◆ What the exercise asks: Within the records that follow, find every line containing the string "parameters". Copy those lines.

(Data shown)

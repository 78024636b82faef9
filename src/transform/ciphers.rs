//! Shift- and key-based ciphers.
//!
//! Obfuscation, not confidentiality. Every parameter (shift, key, rail
//! count) is an immutable field fixed at construction, and the cores
//! are exposed as free functions taking the parameters explicitly -
//! nothing here stores a "current shift" that gets flipped for
//! decoding, so instances are safe to share across concurrent callers.

use base64::engine::general_purpose::STANDARD;
use base64::Engine;

use super::Transform;

/// Shifts ASCII letters forward by `shift` positions, wrapping within
/// each case. Non-letters pass through unchanged.
pub fn shift_letters(text: &str, shift: u32) -> String {
    let shift = shift % 26;
    text.chars()
        .map(|c| match c {
            'A'..='Z' => (b'A' + ((c as u8 - b'A') as u32 + shift) as u8 % 26) as char,
            'a'..='z' => (b'a' + ((c as u8 - b'a') as u32 + shift) as u8 % 26) as char,
            _ => c,
        })
        .collect()
}

/// Shifts ASCII digits forward by `shift` positions, wrapping.
pub fn shift_digits(text: &str, shift: u32) -> String {
    let shift = shift % 10;
    text.chars()
        .map(|c| match c {
            '0'..='9' => (b'0' + ((c as u8 - b'0') as u32 + shift) as u8 % 10) as char,
            _ => c,
        })
        .collect()
}

/// Caesar cipher with an explicit shift.
pub struct Caesar {
    shift: u32,
}

impl Caesar {
    pub fn new(shift: u32) -> Self {
        Self { shift: shift % 26 }
    }
}

impl Transform for Caesar {
    fn id(&self) -> &'static str {
        "caesar"
    }
    fn display_name(&self) -> &'static str {
        "Caesar Cipher"
    }
    fn encode(&self, text: &str) -> String {
        shift_letters(text, self.shift)
    }
    fn decode(&self, text: &str) -> String {
        shift_letters(text, 26 - self.shift)
    }
    fn is_reversible(&self) -> bool {
        true
    }
    fn is_randomizable(&self) -> bool {
        true
    }
}

/// ROT13. Self-inverse.
pub struct Rot13;

impl Transform for Rot13 {
    fn id(&self) -> &'static str {
        "rot13"
    }
    fn display_name(&self) -> &'static str {
        "ROT13"
    }
    fn encode(&self, text: &str) -> String {
        shift_letters(text, 13)
    }
    fn decode(&self, text: &str) -> String {
        shift_letters(text, 13)
    }
    fn is_reversible(&self) -> bool {
        true
    }
    fn is_randomizable(&self) -> bool {
        true
    }
}

/// ROT5 on digits. Self-inverse.
pub struct Rot5;

impl Transform for Rot5 {
    fn id(&self) -> &'static str {
        "rot5"
    }
    fn display_name(&self) -> &'static str {
        "ROT5"
    }
    fn encode(&self, text: &str) -> String {
        shift_digits(text, 5)
    }
    fn decode(&self, text: &str) -> String {
        shift_digits(text, 5)
    }
    fn is_reversible(&self) -> bool {
        true
    }
    fn is_randomizable(&self) -> bool {
        true
    }
}

/// ROT18: ROT13 on letters plus ROT5 on digits. Self-inverse.
pub struct Rot18;

impl Transform for Rot18 {
    fn id(&self) -> &'static str {
        "rot18"
    }
    fn display_name(&self) -> &'static str {
        "ROT18"
    }
    fn encode(&self, text: &str) -> String {
        shift_digits(&shift_letters(text, 13), 5)
    }
    fn decode(&self, text: &str) -> String {
        self.encode(text)
    }
    fn is_reversible(&self) -> bool {
        true
    }
}

/// Rotation over the printable ASCII range 33..=126.
///
/// The rotation offset is 14, not the textbook 47, so this variant is
/// not self-inverse; decode applies the complementary offset.
pub struct Rot47;

fn rotate_printable(text: &str, offset: u32) -> String {
    text.chars()
        .map(|c| {
            let code = c as u32;
            if (33..=126).contains(&code) {
                char::from_u32(33 + ((code - 33 + offset) % 94)).unwrap_or(c)
            } else {
                c
            }
        })
        .collect()
}

impl Transform for Rot47 {
    fn id(&self) -> &'static str {
        "rot47"
    }
    fn display_name(&self) -> &'static str {
        "ROT47"
    }
    fn encode(&self, text: &str) -> String {
        rotate_printable(text, 14)
    }
    fn decode(&self, text: &str) -> String {
        rotate_printable(text, 94 - 14)
    }
    fn is_reversible(&self) -> bool {
        true
    }
}

/// Atbash: mirrors the alphabet (a<->z). Self-inverse.
pub struct Atbash;

impl Transform for Atbash {
    fn id(&self) -> &'static str {
        "atbash"
    }
    fn display_name(&self) -> &'static str {
        "Atbash"
    }
    fn encode(&self, text: &str) -> String {
        text.chars()
            .map(|c| match c {
                'A'..='Z' => (b'Z' - (c as u8 - b'A')) as char,
                'a'..='z' => (b'z' - (c as u8 - b'a')) as char,
                _ => c,
            })
            .collect()
    }
    fn decode(&self, text: &str) -> String {
        self.encode(text)
    }
    fn is_reversible(&self) -> bool {
        true
    }
    fn is_randomizable(&self) -> bool {
        true
    }
}

/// Applies the Vigenère tableau. The key index advances only on
/// letters, so punctuation does not desynchronize the stream.
fn vigenere_apply(text: &str, key: &str, decrypt: bool) -> String {
    let key_shifts: Vec<u32> = key
        .chars()
        .filter(|c| c.is_ascii_alphabetic())
        .map(|c| (c.to_ascii_uppercase() as u8 - b'A') as u32)
        .collect();
    if key_shifts.is_empty() {
        return text.to_string();
    }

    let mut j = 0;
    text.chars()
        .map(|c| {
            let k = key_shifts[j % key_shifts.len()];
            let shift = if decrypt { 26 - k } else { k };
            match c {
                'A'..='Z' => {
                    j += 1;
                    (b'A' + ((c as u8 - b'A') as u32 + shift) as u8 % 26) as char
                }
                'a'..='z' => {
                    j += 1;
                    (b'a' + ((c as u8 - b'a') as u32 + shift) as u8 % 26) as char
                }
                _ => c,
            }
        })
        .collect()
}

/// Encrypts with a Vigenère key (letters of `key`; empty key is a no-op).
pub fn vigenere_encrypt(text: &str, key: &str) -> String {
    vigenere_apply(text, key, false)
}

/// Decrypts with a Vigenère key.
pub fn vigenere_decrypt(text: &str, key: &str) -> String {
    vigenere_apply(text, key, true)
}

/// Vigenère cipher with a fixed key.
pub struct Vigenere {
    key: String,
}

impl Vigenere {
    pub fn new(key: &str) -> Self {
        Self { key: key.to_string() }
    }
}

impl Transform for Vigenere {
    fn id(&self) -> &'static str {
        "vigenere"
    }
    fn display_name(&self) -> &'static str {
        "Vigenère Cipher"
    }
    fn encode(&self, text: &str) -> String {
        vigenere_encrypt(text, &self.key)
    }
    fn decode(&self, text: &str) -> String {
        vigenere_decrypt(text, &self.key)
    }
    fn is_reversible(&self) -> bool {
        true
    }
    fn is_randomizable(&self) -> bool {
        true
    }
}

/// Modular inverse of `a` mod `m`, if `a` and `m` are coprime.
fn mod_inverse(a: u32, m: u32) -> Option<u32> {
    (1..m).find(|&x| (a * x) % m == 1)
}

/// Affine cipher: `x -> a*x + b (mod 26)` on letters.
pub struct Affine {
    a: u32,
    b: u32,
    inv_a: Option<u32>,
}

impl Affine {
    /// `a` must be coprime with 26 for the cipher to be invertible;
    /// otherwise decode passes input through unchanged.
    pub fn new(a: u32, b: u32) -> Self {
        Self {
            a: a % 26,
            b: b % 26,
            inv_a: mod_inverse(a % 26, 26),
        }
    }
}

/// Affine encryption with explicit parameters.
pub fn affine_encrypt(text: &str, a: u32, b: u32) -> String {
    let (a, b) = (a % 26, b % 26);
    text.chars()
        .map(|c| match c {
            'A'..='Z' => (b'A' + ((a * (c as u8 - b'A') as u32 + b) % 26) as u8) as char,
            'a'..='z' => (b'a' + ((a * (c as u8 - b'a') as u32 + b) % 26) as u8) as char,
            _ => c,
        })
        .collect()
}

/// Affine decryption with explicit parameters. No-op when `a` has no
/// inverse mod 26.
pub fn affine_decrypt(text: &str, a: u32, b: u32) -> String {
    let Some(inv_a) = mod_inverse(a % 26, 26) else {
        return text.to_string();
    };
    let b = b % 26;
    text.chars()
        .map(|c| match c {
            'A'..='Z' => {
                (b'A' + ((inv_a * ((c as u8 - b'A') as u32 + 26 - b)) % 26) as u8) as char
            }
            'a'..='z' => {
                (b'a' + ((inv_a * ((c as u8 - b'a') as u32 + 26 - b)) % 26) as u8) as char
            }
            _ => c,
        })
        .collect()
}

(End Data shown)

◆ Reply to the exercise:
//! are exposed as free functions taking the parameters explicitly -
/// Affine encryption with explicit parameters.
/// Affine decryption with explicit parameters. No-op when `a` has no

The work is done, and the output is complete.